BEGIN

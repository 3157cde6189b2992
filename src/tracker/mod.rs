//! Process-wide outcome counters for one pipeline run.
//!
//! The [`Tracker`] is the only internal shared mutable state in the pipeline.
//! It is constructed once per run, handed to workers behind an `Arc`, and read
//! only at end-of-run for the summary. All access is serialized under a single
//! mutex; counts are never reset mid-run and never persisted.

use std::collections::HashMap;
use std::sync::{Mutex, PoisonError};

/// Outcome kinds counted during a run.
#[derive(Debug, Clone, Copy, PartialEq, Eq, Hash)]
pub enum Outcome {
    /// The aggregator does not know the record id.
    RecordNotFound,
    /// A record-level failure outside the other categories (aggregator
    /// transport error, side-file write failure).
    RecordFailed,
    /// The record failed one or more eligibility checks.
    Ineligible,
    /// Manifest fetch/parse failed, or its version is unsupported.
    ManifestFailed,
    /// An asset was fetched, validated, and stored.
    Stored,
    /// An asset's destination was already populated.
    SkippedExists,
    /// An asset's payload sniffed as an error document.
    InvalidType,
    /// An asset's fetch or store failed.
    FailedIngest,
    /// An asset was uploaded to the target repository.
    Published,
    /// The target repository already held the asset's bytes.
    Duplicate,
    /// An asset was not publishable (policy skip).
    SkippedPublish,
    /// An upload was attempted and rejected or errored.
    FailedPublish,
    /// All checks passed but the upload was withheld (dry run).
    DryRun,
}

impl Outcome {
    /// Stable order and labels for summary rendering.
    const ALL: [(Outcome, &'static str); 13] = [
        (Outcome::RecordNotFound, "records not found"),
        (Outcome::RecordFailed, "records failed"),
        (Outcome::Ineligible, "records ineligible"),
        (Outcome::ManifestFailed, "manifests failed"),
        (Outcome::Stored, "assets stored"),
        (Outcome::SkippedExists, "assets already present"),
        (Outcome::InvalidType, "assets with invalid type"),
        (Outcome::FailedIngest, "assets failed"),
        (Outcome::Published, "assets published"),
        (Outcome::Duplicate, "duplicates at target"),
        (Outcome::SkippedPublish, "assets skipped at publish"),
        (Outcome::FailedPublish, "uploads failed"),
        (Outcome::DryRun, "uploads withheld (dry run)"),
    ];
}

/// Counter state behind the tracker's single mutex.
#[derive(Debug, Default)]
struct TrackerState {
    counts: HashMap<Outcome, u64>,
    bytes_stored: u64,
}

/// Thread-safe outcome counters for one run.
#[derive(Debug, Default)]
pub struct Tracker {
    state: Mutex<TrackerState>,
}

impl Tracker {
    /// Creates an empty tracker.
    #[must_use]
    pub fn new() -> Self {
        Self::default()
    }

    /// Increments an outcome counter by one.
    pub fn increment(&self, kind: Outcome) {
        self.increment_by(kind, 1);
    }

    /// Increments an outcome counter by `amount`.
    pub fn increment_by(&self, kind: Outcome, amount: u64) {
        let mut state = self.lock();
        *state.counts.entry(kind).or_insert(0) += amount;
    }

    /// Adds stored bytes to the running total.
    pub fn add_bytes(&self, bytes: u64) {
        self.lock().bytes_stored += bytes;
    }

    /// Returns the current count for an outcome kind.
    #[must_use]
    pub fn count(&self, kind: Outcome) -> u64 {
        self.lock().counts.get(&kind).copied().unwrap_or(0)
    }

    /// Returns the total bytes stored this run.
    #[must_use]
    pub fn bytes_stored(&self) -> u64 {
        self.lock().bytes_stored
    }

    /// Renders the non-zero counters in a stable order.
    #[must_use]
    pub fn summary(&self) -> String {
        let state = self.lock();
        let mut lines: Vec<String> = Outcome::ALL
            .iter()
            .filter_map(|(kind, label)| {
                let count = state.counts.get(kind).copied().unwrap_or(0);
                (count > 0).then(|| format!("{label}: {count}"))
            })
            .collect();
        if state.bytes_stored > 0 {
            lines.push(format!("bytes stored: {}", state.bytes_stored));
        }
        if lines.is_empty() {
            "nothing to report".to_string()
        } else {
            lines.join("\n")
        }
    }

    fn lock(&self) -> std::sync::MutexGuard<'_, TrackerState> {
        self.state.lock().unwrap_or_else(PoisonError::into_inner)
    }
}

END

» EXERCISE DETAILS: In full and without error, give the listing again.

» RESPONSE AREA:
repository 3157cde6189b2992
filename src/tracker/mod.rs
//! Process-wide outcome counters for one pipeline run.
//!
//! The [`Tracker`] is the only internal shared mutable state in the pipeline.
//! It is constructed once per run, handed to workers behind an `Arc`, and read
//! only at end-of-run for the summary. All access is serialized under a single
//! mutex; counts are never reset mid-run and never persisted.

use std::collections::HashMap;
use std::sync::{Mutex, PoisonError};

/// Outcome kinds counted during a run.
#[derive(Debug, Clone, Copy, PartialEq, Eq, Hash)]
pub enum Outcome {
    /// The aggregator does not know the record id.
    RecordNotFound,
    /// A record-level failure outside the other categories (aggregator
    /// transport error, side-file write failure).
    RecordFailed,
    /// The record failed one or more eligibility checks.
    Ineligible,
    /// Manifest fetch/parse failed, or its version is unsupported.
    ManifestFailed,
    /// An asset was fetched, validated, and stored.
    Stored,
    /// An asset's destination was already populated.
    SkippedExists,
    /// An asset's payload sniffed as an error document.
    InvalidType,
    /// An asset's fetch or store failed.
    FailedIngest,
    /// An asset was uploaded to the target repository.
    Published,
    /// The target repository already held the asset's bytes.
    Duplicate,
    /// An asset was not publishable (policy skip).
    SkippedPublish,
    /// An upload was attempted and rejected or errored.
    FailedPublish,
    /// All checks passed but the upload was withheld (dry run).
    DryRun,
}

impl Outcome {
    /// Stable order and labels for summary rendering.
    const ALL: [(Outcome, &'static str); 13] = [
        (Outcome::RecordNotFound, "records not found"),
        (Outcome::RecordFailed, "records failed"),
        (Outcome::Ineligible, "records ineligible"),
        (Outcome::ManifestFailed, "manifests failed"),
        (Outcome::Stored, "assets stored"),
        (Outcome::SkippedExists, "assets already present"),
        (Outcome::InvalidType, "assets with invalid type"),
        (Outcome::FailedIngest, "assets failed"),
        (Outcome::Published, "assets published"),
        (Outcome::Duplicate, "duplicates at target"),
        (Outcome::SkippedPublish, "assets skipped at publish"),
        (Outcome::FailedPublish, "uploads failed"),
        (Outcome::DryRun, "uploads withheld (dry run)"),
    ];
}

/// Counter state behind the tracker's single mutex.
#[derive(Debug, Default)]
struct TrackerState {
    counts: HashMap<Outcome, u64>,
    bytes_stored: u64,
}

/// Thread-safe outcome counters for one run.
#[derive(Debug, Default)]
pub struct Tracker {
    state: Mutex<TrackerState>,
}

impl Tracker {
    /// Creates an empty tracker.
    #[must_use]
    pub fn new() -> Self {
        Self::default()
    }

    /// Increments an outcome counter by one.
    pub fn increment(&self, kind: Outcome) {
        self.increment_by(kind, 1);
    }

    /// Increments an outcome counter by `amount`.
    pub fn increment_by(&self, kind: Outcome, amount: u64) {
        let mut state = self.lock();
        *state.counts.entry(kind).or_insert(0) += amount;
    }

    /// Adds stored bytes to the running total.
    pub fn add_bytes(&self, bytes: u64) {
        self.lock().bytes_stored += bytes;
    }

    /// Returns the current count for an outcome kind.
    #[must_use]
    pub fn count(&self, kind: Outcome) -> u64 {
        self.lock().counts.get(&kind).copied().unwrap_or(0)
    }

    /// Returns the total bytes stored this run.
    #[must_use]
    pub fn bytes_stored(&self) -> u64 {
        self.lock().bytes_stored
    }

    /// Renders the non-zero counters in a stable order.
    #[must_use]
    pub fn summary(&self) -> String {
        let state = self.lock();
        let mut lines: Vec<String> = Outcome::ALL
            .iter()
            .filter_map(|(kind, label)| {
                let count = state.counts.get(kind).copied().unwrap_or(0);
                (count > 0).then(|| format!("{label}: {count}"))
            })
            .collect();
        if state.bytes_stored > 0 {
            lines.push(format!("bytes stored: {}", state.bytes_stored));
        }
        if lines.is_empty() {
            "nothing to report".to_string()
        } else {
            lines.join("\n")
        }
    }

    fn lock(&self) -> std::sync::MutexGuard<'_, TrackerState> {
        self.state.lock().unwrap_or_else(PoisonError::into_inner)
    }
}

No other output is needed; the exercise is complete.